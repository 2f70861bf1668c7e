//! Configuration Management
//!
//! Persistent user configuration plus the validated runtime settings the
//! engine reads at call time.

use crate::error::{GraphError, Result};
use anyhow::Context;
use serde::{Deserialize, Serialize};
use std::path::PathBuf;
use url::Url;

pub const DEFAULT_BASE_URL: &str = "https://graph.microsoft.com";
pub const DEFAULT_SCHEMA_VERSION: &str = "v1.0";
pub const USER_AGENT: &str = concat!("graphverb/", env!("CARGO_PKG_VERSION"));

pub const BASE_URL_ENV: &str = "GRAPH_BASE_URL";
pub const SCHEMA_VERSION_ENV: &str = "GRAPH_SCHEMA_VERSION";

/// User configuration
#[derive(Debug, Clone, Serialize, Deserialize, Default)]
pub struct Config {
    /// Service root, without the schema version segment
    #[serde(default)]
    pub base_url: Option<String>,
    /// Schema version segment, e.g. `v1.0` or `beta`
    #[serde(default)]
    pub schema_version: Option<String>,
}

impl Config {
    fn config_path() -> Option<PathBuf> {
        dirs::config_dir().map(|p| p.join("graphverb").join("config.json"))
    }

    /// Load configuration from disk, falling back to defaults
    pub fn load() -> Self {
        let Some(path) = Self::config_path() else {
            return Self::default();
        };

        if !path.exists() {
            return Self::default();
        }

        match std::fs::read_to_string(&path) {
            Ok(content) => serde_json::from_str(&content).unwrap_or_else(|e| {
                tracing::warn!("Ignoring unreadable config {:?}: {}", path, e);
                Self::default()
            }),
            Err(_) => Self::default(),
        }
    }

    /// Save configuration to disk
    pub fn save(&self) -> anyhow::Result<()> {
        let Some(path) = Self::config_path() else {
            return Ok(());
        };

        if let Some(parent) = path.parent() {
            std::fs::create_dir_all(parent)
                .with_context(|| format!("Failed to create {:?}", parent))?;
        }

        let content = serde_json::to_string_pretty(self)?;
        std::fs::write(&path, content).with_context(|| format!("Failed to write {:?}", path))?;

        Ok(())
    }

    /// Effective base URL (env > config > default)
    pub fn effective_base_url(&self) -> String {
        std::env::var(BASE_URL_ENV)
            .ok()
            .filter(|v| !v.trim().is_empty())
            .or_else(|| self.base_url.clone())
            .unwrap_or_else(|| DEFAULT_BASE_URL.to_string())
    }

    /// Effective schema version (env > config > default)
    pub fn effective_schema_version(&self) -> String {
        std::env::var(SCHEMA_VERSION_ENV)
            .ok()
            .filter(|v| !v.trim().is_empty())
            .or_else(|| self.schema_version.clone())
            .unwrap_or_else(|| DEFAULT_SCHEMA_VERSION.to_string())
    }

    /// Build runtime settings from the effective values
    pub fn settings(&self) -> Result<GraphSettings> {
        GraphSettings::new(&self.effective_base_url(), &self.effective_schema_version())
    }
}

/// Validated environment parameters for one or more calls
#[derive(Debug, Clone, PartialEq, Eq)]
pub struct GraphSettings {
    base_url: String,
    schema_version: String,
    pub user_agent: String,
}

impl GraphSettings {
    pub fn new(base_url: &str, schema_version: &str) -> Result<Self> {
        let parsed = Url::parse(base_url)
            .map_err(|e| GraphError::invalid_argument(format!("base URL {:?}: {}", base_url, e)))?;

        if !matches!(parsed.scheme(), "http" | "https") {
            return Err(GraphError::invalid_argument(format!(
                "base URL must be http or https, got {:?}",
                parsed.scheme()
            )));
        }

        Ok(Self {
            base_url: base_url.trim_end_matches('/').to_string(),
            schema_version: schema_version.trim_matches('/').to_string(),
            user_agent: USER_AGENT.to_string(),
        })
    }

    pub fn base_url(&self) -> &str {
        &self.base_url
    }

    pub fn schema_version(&self) -> &str {
        &self.schema_version
    }

    /// Address every relative resource path is resolved against
    pub fn base_address(&self) -> String {
        if self.schema_version.is_empty() {
            self.base_url.clone()
        } else {
            format!("{}/{}", self.base_url, self.schema_version)
        }
    }
}

impl Default for GraphSettings {
    fn default() -> Self {
        Self {
            base_url: DEFAULT_BASE_URL.to_string(),
            schema_version: DEFAULT_SCHEMA_VERSION.to_string(),
            user_agent: USER_AGENT.to_string(),
        }
    }
}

■ ■ ■ ■

**WORK REQUIRED:** Return each line of the material above that holds the string "scheme".

**RESPONSE TO THE EXERCISE:**
        if !matches!(parsed.scheme(), "http" | "https") {
                parsed.scheme()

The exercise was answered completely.